▸ **Extracted data**
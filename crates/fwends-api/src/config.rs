//! Service configuration.
//!
//! Read once at startup from environment variables. Every variable has a
//! default; a variable that is set but malformed is a [`ConfigError`].

use std::path::PathBuf;
use std::str::FromStr;
use std::time::Duration;

use fwends_engine::{EngineConfig, RetryPolicy, SessionConfig};
use fwends_store::PoolSettings;

/// Typed service configuration.
///
/// Custom `Debug` redacts the database URL and the static identity tokens.
#[derive(Clone)]
pub struct AppConfig {
    /// `FWENDS_HTTP_PORT`
    pub port: u16,
    /// `FWENDS_HTTP_DEBUG`: include internal error detail in responses.
    pub http_debug: bool,
    /// `FWENDS_LOG_JSON`
    pub log_json: bool,
    /// `DATABASE_URL`; `None` selects the in-memory catalog.
    pub database_url: Option<String>,
    /// `FWENDS_DB_MAX_CONNECTIONS`
    pub db_max_connections: u32,
    /// `FWENDS_BLOB_DIR`; `None` selects the in-memory blob store.
    pub blob_dir: Option<PathBuf>,
    /// `FWENDS_MACHINE_INDEX`; `None` derives it from the hostname.
    pub machine_index: Option<u16>,
    /// `FWENDS_HOSTNAME_PREFIX`
    pub hostname_prefix: String,
    /// `FWENDS_AUTH_ENABLE`
    pub auth_enable: bool,
    /// `FWENDS_SESSION_ID_SIZE`
    pub session_id_size: usize,
    /// `FWENDS_SESSION_TTL_SECS`
    pub session_ttl: Duration,
    /// `FWENDS_SESSION_COOKIE`
    pub session_cookie: String,
    /// `FWENDS_SESSION_PREFIX`
    pub session_prefix: String,
    /// `FWENDS_STATIC_IDENTITIES`: `(token, email)` pairs.
    pub static_identities: Vec<(String, String)>,
    /// `FWENDS_ADMINS`: emails seeded into the in-memory catalog.
    pub admins: Vec<String>,
    /// `FWENDS_RETRY_MAX_ATTEMPTS`
    pub retry_max_attempts: u32,
    /// `FWENDS_PRUNE_CONCURRENCY`
    pub prune_concurrency: usize,
}

impl Default for AppConfig {
    fn default() -> Self {
        Self {
            port: 8080,
            http_debug: false,
            log_json: false,
            database_url: None,
            db_max_connections: 20,
            blob_dir: None,
            machine_index: None,
            hostname_prefix: "fwends-backend".to_string(),
            auth_enable: true,
            session_id_size: 32,
            session_ttl: Duration::from_secs(86_400),
            session_cookie: "fwends_session".to_string(),
            session_prefix: "session/".to_string(),
            static_identities: Vec::new(),
            admins: Vec::new(),
            retry_max_attempts: 32,
            prune_concurrency: 8,
        }
    }
}

impl std::fmt::Debug for AppConfig {
    fn fmt(&self, f: &mut std::fmt::Formatter<'_>) -> std::fmt::Result {
        f.debug_struct("AppConfig")
            .field("port", &self.port)
            .field("http_debug", &self.http_debug)
            .field("log_json", &self.log_json)
            .field("database_url", &self.database_url.as_ref().map(|_| "[REDACTED]"))
            .field("db_max_connections", &self.db_max_connections)
            .field("blob_dir", &self.blob_dir)
            .field("machine_index", &self.machine_index)
            .field("hostname_prefix", &self.hostname_prefix)
            .field("auth_enable", &self.auth_enable)
            .field("session_id_size", &self.session_id_size)
            .field("session_ttl", &self.session_ttl)
            .field("session_cookie", &self.session_cookie)
            .field("session_prefix", &self.session_prefix)
            .field(
                "static_identities",
                &format!("[{} REDACTED]", self.static_identities.len()),
            )
            .field("admins", &self.admins)
            .field("retry_max_attempts", &self.retry_max_attempts)
            .field("prune_concurrency", &self.prune_concurrency)
            .finish()
    }
}

/// Configuration errors.
#[derive(Debug, thiserror::Error)]
pub enum ConfigError {
    /// A variable is set but cannot be parsed.
    #[error("invalid value for {var}: {reason}")]
    Invalid {
        /// Variable name.
        var: &'static str,
        /// What was wrong with it.
        reason: String,
    },
}

impl AppConfig {
    /// Load configuration from the process environment.
    pub fn from_env() -> Result<Self, ConfigError> {
        Self::from_lookup(|var| std::env::var(var).ok())
    }

    /// Load configuration through an arbitrary variable lookup.
    pub fn from_lookup<F>(lookup: F) -> Result<Self, ConfigError>
    where
        F: Fn(&str) -> Option<String>,
    {
        let defaults = Self::default();
        let get = |var: &str| lookup(var).filter(|v| !v.trim().is_empty());

        Ok(Self {
            port: parse_var(&get, "FWENDS_HTTP_PORT", defaults.port)?,
            http_debug: parse_bool(&get, "FWENDS_HTTP_DEBUG", defaults.http_debug)?,
            log_json: parse_bool(&get, "FWENDS_LOG_JSON", defaults.log_json)?,
            database_url: get("DATABASE_URL"),
            db_max_connections: parse_var(
                &get,
                "FWENDS_DB_MAX_CONNECTIONS",
                defaults.db_max_connections,
            )?,
            blob_dir: get("FWENDS_BLOB_DIR").map(PathBuf::from),
            machine_index: get("FWENDS_MACHINE_INDEX")
                .map(|raw| parse_value("FWENDS_MACHINE_INDEX", &raw))
                .transpose()?,
            hostname_prefix: get("FWENDS_HOSTNAME_PREFIX").unwrap_or(defaults.hostname_prefix),
            auth_enable: parse_bool(&get, "FWENDS_AUTH_ENABLE", defaults.auth_enable)?,
            session_id_size: parse_var(&get, "FWENDS_SESSION_ID_SIZE", defaults.session_id_size)?,
            session_ttl: Duration::from_secs(parse_var(
                &get,
                "FWENDS_SESSION_TTL_SECS",
                defaults.session_ttl.as_secs(),
            )?),
            session_cookie: get("FWENDS_SESSION_COOKIE").unwrap_or(defaults.session_cookie),
            session_prefix: get("FWENDS_SESSION_PREFIX").unwrap_or(defaults.session_prefix),
            static_identities: get("FWENDS_STATIC_IDENTITIES")
                .map(|raw| parse_identities(&raw))
                .transpose()?
                .unwrap_or_default(),
            admins: get("FWENDS_ADMINS")
                .map(|raw| split_list(&raw).map(str::to_string).collect())
                .unwrap_or_default(),
            retry_max_attempts: parse_var(
                &get,
                "FWENDS_RETRY_MAX_ATTEMPTS",
                defaults.retry_max_attempts,
            )?,
            prune_concurrency: parse_var(
                &get,
                "FWENDS_PRUNE_CONCURRENCY",
                defaults.prune_concurrency,
            )?,
        })
    }

    /// Engine tunables derived from this configuration.
    pub fn engine_config(&self) -> EngineConfig {
        EngineConfig {
            retry: RetryPolicy {
                max_attempts: self.retry_max_attempts,
                ..RetryPolicy::default()
            },
            prune_concurrency: self.prune_concurrency,
        }
    }

    /// Session settings derived from this configuration.
    pub fn session_config(&self) -> SessionConfig {
        SessionConfig {
            id_size: self.session_id_size,
            ttl: self.session_ttl,
            key_prefix: self.session_prefix.clone(),
        }
    }

    /// Connection pool settings derived from this configuration.
    pub fn pool_settings(&self) -> PoolSettings {
        PoolSettings {
            max_connections: self.db_max_connections,
            ..PoolSettings::default()
        }
    }
}

fn parse_value<T>(var: &'static str, raw: &str) -> Result<T, ConfigError>
where
    T: FromStr,
    T::Err: std::fmt::Display,
{
    raw.trim().parse().map_err(|e: T::Err| ConfigError::Invalid {
        var,
        reason: format!("{raw:?}: {e}"),
    })
}

fn parse_var<T, G>(get: &G, var: &'static str, default: T) -> Result<T, ConfigError>
where
    T: FromStr,
    T::Err: std::fmt::Display,
    G: Fn(&str) -> Option<String>,
{
    match get(var) {
        Some(raw) => parse_value(var, &raw),
        None => Ok(default),
    }
}

fn parse_bool<G>(get: &G, var: &'static str, default: bool) -> Result<bool, ConfigError>
where
    G: Fn(&str) -> Option<String>,
{
    let Some(raw) = get(var) else {
        return Ok(default);
    };
    match raw.trim().to_ascii_lowercase().as_str() {
        "1" | "true" | "yes" | "on" => Ok(true),
        "0" | "false" | "no" | "off" => Ok(false),
        _ => Err(ConfigError::Invalid {
            var,
            reason: format!("{raw:?} is not a boolean"),
        }),
    }
}

fn split_list(raw: &str) -> impl Iterator<Item = &str> {
    raw.split(',').map(str::trim).filter(|s| !s.is_empty())
}

fn parse_identities(raw: &str) -> Result<Vec<(String, String)>, ConfigError> {
    split_list(raw)
        .map(|entry| match entry.split_once('=') {
            Some((token, email)) if !token.is_empty() && !email.is_empty() => {
                Ok((token.to_string(), email.to_string()))
            }
            // never echo the entry, it holds a token
            _ => Err(ConfigError::Invalid {
                var: "FWENDS_STATIC_IDENTITIES",
                reason: "expected comma-separated token=email pairs".to_string(),
            }),
        })
        .collect()
}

▸ **What you need to do**
Look through the listing above and copy each line where the string "Result" occurs.

▸ **Answer below**
    fn fmt(&self, f: &mut std::fmt::Formatter<'_>) -> std::fmt::Result {
    pub fn from_env() -> Result<Self, ConfigError> {
    pub fn from_lookup<F>(lookup: F) -> Result<Self, ConfigError>
fn parse_value<T>(var: &'static str, raw: &str) -> Result<T, ConfigError>
fn parse_var<T, G>(get: &G, var: &'static str, default: T) -> Result<T, ConfigError>
fn parse_bool<G>(get: &G, var: &'static str, default: bool) -> Result<bool, ConfigError>
fn parse_identities(raw: &str) -> Result<Vec<(String, String)>, ConfigError> {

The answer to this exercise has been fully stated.